Apabila pendekatan goodwill yang digunakan, maka aktiva tidak teridentifikasi yang
disumbangkan oleh Mahatma diukur sesuai dengan dasar investasi Andina sebesar
Rp.65.000.000,- untuk kepemilikan 50%. Investasi Andina mengimplikasikan total modal
persekutuan sebesar Rp.130.000.000,- (Rp.65.000.000,- : 50%) dan goodwill diakui sebesar Rp
30.000.000,- (total modal Rp.130.000.000,- – Rp.95.000.000,-). Oleh karena itu, jurnal yang
diperlukan untuk goodwill ini adalah sebagai berikut:

Goodwill (+A) Rp30.000.000


Modal Mahatma (+E) Rp30.000.000
Membentuk kepemilikan modal yang sama besar Rp.65.000.000,-
dengan mencatat goodwill untuk Mahatma sebesar Rp.30.000.000,-
Kedua pendekatan tersebut diatas sama-sama efektif dalam mencocokkan akun modal dengan
perjanjian dan sama rata dalam mengalokasikan kepemilikan modal kepada sekutu individual.

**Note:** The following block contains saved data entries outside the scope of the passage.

//! Integration tests for the host pool and request routing

mod common;

use common::router;
use scalegate::host::{Availability, HostLimits, HostSpec};
use scalegate::router::{AttemptedHosts, HostMatch, HostRouter, PoolSnapshot, RouteRequest};
use scalegate::selector::{HeterogeneousSelector, RandomSelector, RoundRobinSelector, TypeAffineSelector};
use hyper::header::COOKIE;
use hyper::{HeaderMap, Uri};
use std::collections::HashMap;
use std::sync::Arc;
use std::thread;
use std::time::Duration;

fn spec(n: u16) -> HostSpec {
    HostSpec::new(format!("http://10.0.{}.{}:8080", n / 256, n % 256).parse().unwrap())
}

fn tight_router(max_connections: usize, max_queue_size: usize) -> Arc<HostRouter> {
    HostRouter::new(
        Arc::new(RoundRobinSelector::new()),
        HostLimits {
            max_connections,
            max_queue_size,
            problem_retry: Duration::from_secs(60),
        },
    )
}

#[test]
fn test_snapshots_are_consistent_under_concurrent_adds() {
    let router = router();
    let writers: Vec<_> = (0..4u16)
        .map(|w| {
            let router = Arc::clone(&router);
            thread::spawn(move || {
                for i in 0..50u16 {
                    let n = w * 100 + i;
                    router.add_host(spec(n).with_route(format!("r{}", n)));
                }
            })
        })
        .collect();

    // Every published snapshot is internally consistent: each route points at
    // a host that is in the same snapshot's list
    let reader = {
        let router = Arc::clone(&router);
        thread::spawn(move || {
            let mut last = 0;
            for _ in 0..2000 {
                let snapshot = router.snapshot();
                assert!(snapshot.hosts.len() >= last, "pool shrank without removals");
                last = snapshot.hosts.len();
                assert_eq!(snapshot.route_count(), snapshot.hosts.len());
                for host in &snapshot.hosts {
                    let route = host.route_id.as_deref().unwrap();
                    assert!(Arc::ptr_eq(snapshot.route(route).unwrap(), host));
                }
            }
        })
    };

    for writer in writers {
        writer.join().unwrap();
    }
    reader.join().unwrap();
    assert_eq!(router.len(), 200);
}

fn member(n: u16) -> HostSpec {
    spec(n)
        .with_route(format!("r{}", n))
        .with_instance_id(format!("i-{}", n))
}

/// Every route points at a host in the same snapshot and every host's route
/// points back at it
fn assert_consistent(snapshot: &PoolSnapshot) {
    assert_eq!(snapshot.route_count(), snapshot.hosts.len());
    for host in &snapshot.hosts {
        let route = host.route_id.as_deref().unwrap();
        assert!(Arc::ptr_eq(snapshot.route(route).unwrap(), host));
    }
}

#[test]
fn test_snapshots_are_consistent_under_mixed_writes() {
    let router = router();
    for n in 0..100 {
        router.add_host(member(n));
    }

    let adder = {
        let router = Arc::clone(&router);
        thread::spawn(move || {
            for n in 100..200 {
                router.add_host(member(n));
            }
        })
    };

    // Half the original members leave by instance id, half by URI
    let remover = {
        let router = Arc::clone(&router);
        thread::spawn(move || {
            for n in 0..100u16 {
                let key = if n % 2 == 0 {
                    HostMatch::InstanceId(format!("i-{}", n))
                } else {
                    HostMatch::Uri(spec(n).uri)
                };
                let removed = router.remove_host(&key).expect("member present");
                assert_eq!(removed.route_id.as_deref(), Some(format!("r{}", n).as_str()));
                assert!(removed.is_closed());
            }
        })
    };

    let reader = {
        let router = Arc::clone(&router);
        thread::spawn(move || {
            for _ in 0..2000 {
                assert_consistent(&router.snapshot());
            }
        })
    };

    // Selected hosts always come whole from some published pool
    let selector = {
        let router = Arc::clone(&router);
        thread::spawn(move || {
            let names = vec!["JSESSIONID".to_string()];
            for i in 0..2000u16 {
                let route = format!("r{}", i % 200);
                let mut headers = HeaderMap::new();
                headers.insert(COOKIE, format!("JSESSIONID=abc.{}", route).parse().unwrap());
                let request = RouteRequest::from_parts(&"/".parse().unwrap(), &headers, &names);

                let Some(host) = router.select_host(&request, &AttemptedHosts::new()) else {
                    continue;
                };
                let route_id = host.route_id.as_deref().unwrap();
                let n: u16 = route_id.trim_start_matches('r').parse().unwrap();
                assert!(n < 200);
                assert_eq!(host.uri, spec(n).uri);
                assert_eq!(host.instance_id.as_deref(), Some(format!("i-{}", n).as_str()));
            }
        })
    };

    for handle in [adder, remover, reader, selector] {
        handle.join().unwrap();
    }

    let snapshot = router.snapshot();
    assert_consistent(&snapshot);
    assert_eq!(snapshot.hosts.len(), 100);
    assert!(snapshot.route("r0").is_none());
    assert!(snapshot.route("r99").is_none());
    assert!(snapshot.route("r150").is_some());
}

#[test]
fn test_held_snapshot_survives_removal() {
    let router = router();
    router.add_host(spec(1).with_instance_id("i-1"));
    router.add_host(spec(2).with_instance_id("i-2"));

    let held = router.snapshot();
    let removed = router
        .remove_host(&HostMatch::InstanceId("i-1".to_string()))
        .unwrap();

    assert_eq!(held.hosts.len(), 2);
    assert_eq!(router.len(), 1);
    assert!(removed.is_closed());
    assert_eq!(removed.availability(), Availability::Closed);
}

#[test]
fn test_round_robin_spreads_requests() {
    let router = router();
    for n in 1..=3 {
        router.add_host(spec(n));
    }

    let mut counts: HashMap<String, usize> = HashMap::new();
    for _ in 0..30 {
        let host = router
            .select_host(&RouteRequest::default(), &AttemptedHosts::new())
            .unwrap();
        *counts.entry(host.uri.to_string()).or_default() += 1;
    }

    assert_eq!(counts.len(), 3);
    assert!(counts.values().all(|&c| c == 10));
}

#[test]
fn test_sticky_session_with_every_selector() {
    let mut affinity = HashMap::new();
    affinity.insert("countprimes".to_string(), "m4.large".to_string());
    let mut fixed = HashMap::new();
    fixed.insert("tellmenow".to_string(), 0);

    let selectors: Vec<Arc<dyn scalegate::selector::HostSelector>> = vec![
        Arc::new(RoundRobinSelector::new()),
        Arc::new(RandomSelector),
        Arc::new(TypeAffineSelector::new(affinity)),
        Arc::new(HeterogeneousSelector::new(fixed, 0)),
    ];

    let names = vec!["JSESSIONID".to_string()];
    let mut headers = HeaderMap::new();
    headers.insert(COOKIE, "JSESSIONID=0AF3.node3.x".parse().unwrap());
    let uri: Uri = "/run?type=countprimes&arg=7&id=1".parse().unwrap();
    let request = RouteRequest::from_parts(&uri, &headers, &names);

    for selector in selectors {
        let router = HostRouter::new(selector, HostLimits::default());
        for n in 1..=4 {
            router.add_host(spec(n).with_route(format!("node{}", n)).with_instance_type("c4.xlarge"));
        }

        for _ in 0..10 {
            let host = router.select_host(&request, &AttemptedHosts::new()).unwrap();
            assert_eq!(host.route_id.as_deref(), Some("node3"), "selector {}", router.selector_name());
        }
    }
}

#[test]
fn test_unknown_or_malformed_session_falls_back() {
    let router = router();
    router.add_host(spec(1).with_route("r1"));

    let names = vec!["JSESSIONID".to_string()];
    for cookie in ["JSESSIONID=noroute", "JSESSIONID=abc.r9", "JSESSIONID=abc."] {
        let mut headers = HeaderMap::new();
        headers.insert(COOKIE, cookie.parse().unwrap());
        let request = RouteRequest::from_parts(&"/".parse().unwrap(), &headers, &names);
        assert!(router.select_host(&request, &AttemptedHosts::new()).is_some(), "{}", cookie);
    }
}

#[test]
fn test_failover_prefers_available_then_full_then_problem() {
    // One connection fills a host; one more fills its queue
    let router = tight_router(1, 1);
    let problem = router.add_host(spec(1));
    let full = router.add_host(spec(2));
    let available = router.add_host(spec(3));

    problem.mark_problem();
    let _full_conn = full.acquire();
    assert_eq!(problem.availability(), Availability::Problem);
    assert_eq!(full.availability(), Availability::Full);
    assert_eq!(available.availability(), Availability::Available);

    let request = RouteRequest::default();
    let mut attempted = AttemptedHosts::new();

    let first = router.select_host(&request, &attempted).unwrap();
    assert!(Arc::ptr_eq(&first, &available));
    attempted.insert(first);

    let second = router.select_host(&request, &attempted).unwrap();
    assert!(Arc::ptr_eq(&second, &full));
    attempted.insert(second);

    let third = router.select_host(&request, &attempted).unwrap();
    assert!(Arc::ptr_eq(&third, &problem));
    attempted.insert(third);

    assert!(router.select_host(&request, &attempted).is_none());
    assert_eq!(attempted.len(), 3);
}

#[test]
fn test_full_queue_is_last_resort() {
    let router = tight_router(1, 1);
    let saturated = router.add_host(spec(1));
    let _a = saturated.acquire();
    let _b = saturated.acquire();
    assert_eq!(saturated.availability(), Availability::FullQueue);

    let picked = router
        .select_host(&RouteRequest::default(), &AttemptedHosts::new())
        .unwrap();
    assert!(Arc::ptr_eq(&picked, &saturated));

    let fresh = router.add_host(spec(2));
    for _ in 0..4 {
        let picked = router
            .select_host(&RouteRequest::default(), &AttemptedHosts::new())
            .unwrap();
        assert!(Arc::ptr_eq(&picked, &fresh));
    }
}

#[test]
fn test_connection_guard_releases_capacity() {
    let router = tight_router(1, 4);
    let host = router.add_host(spec(1));

    {
        let _conn = host.acquire();
        assert_eq!(host.availability(), Availability::Full);
        assert_eq!(host.connections().active(), 1);
    }

    assert_eq!(host.availability(), Availability::Available);
    assert_eq!(host.connections().active(), 0);
}

#[test]
fn test_heterogeneous_reserves_fixed_hosts() {
    let mut fixed = HashMap::new();
    fixed.insert("tellmenow".to_string(), 0);
    fixed.insert("memorykiller".to_string(), 1);
    let router = HostRouter::new(Arc::new(HeterogeneousSelector::new(fixed, 2)), HostLimits::default());
    for n in 1..=5 {
        router.add_host(spec(n));
    }
    let snapshot = router.snapshot();

    let pick = |category: Option<&str>| {
        let request = match category {
            Some(c) => RouteRequest::default().with_category(c),
            None => RouteRequest::default(),
        };
        router.select_host(&request, &AttemptedHosts::new()).unwrap()
    };

    assert!(Arc::ptr_eq(&pick(Some("tellmenow")), &snapshot.hosts[0]));
    assert!(Arc::ptr_eq(&pick(Some("memorykiller")), &snapshot.hosts[1]));
    assert!(Arc::ptr_eq(&pick(None), &snapshot.hosts[2]));

    for _ in 0..9 {
        let host = pick(Some("418wisdom"));
        let idx = snapshot.hosts.iter().position(|h| Arc::ptr_eq(h, &host)).unwrap();
        assert!(idx >= 2, "general traffic landed on reserved host {}", idx);
    }
}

Keputusan untuk menggunakan satu pendekatan dibanding pendekatan yang lain tergantung pada
sikap sekutu terhadap pencatatan goodwill sebesar Rp.30.000.000,- (menurut pendekatan
goodwill) atau kemauan dari Andina untuk menerima bahwa nilai modalnya hanya sebesar
Rp.50.000.000,- untuk investasinya yang sebesar Rp.65.000.000,- (menurut pendekatan bonus).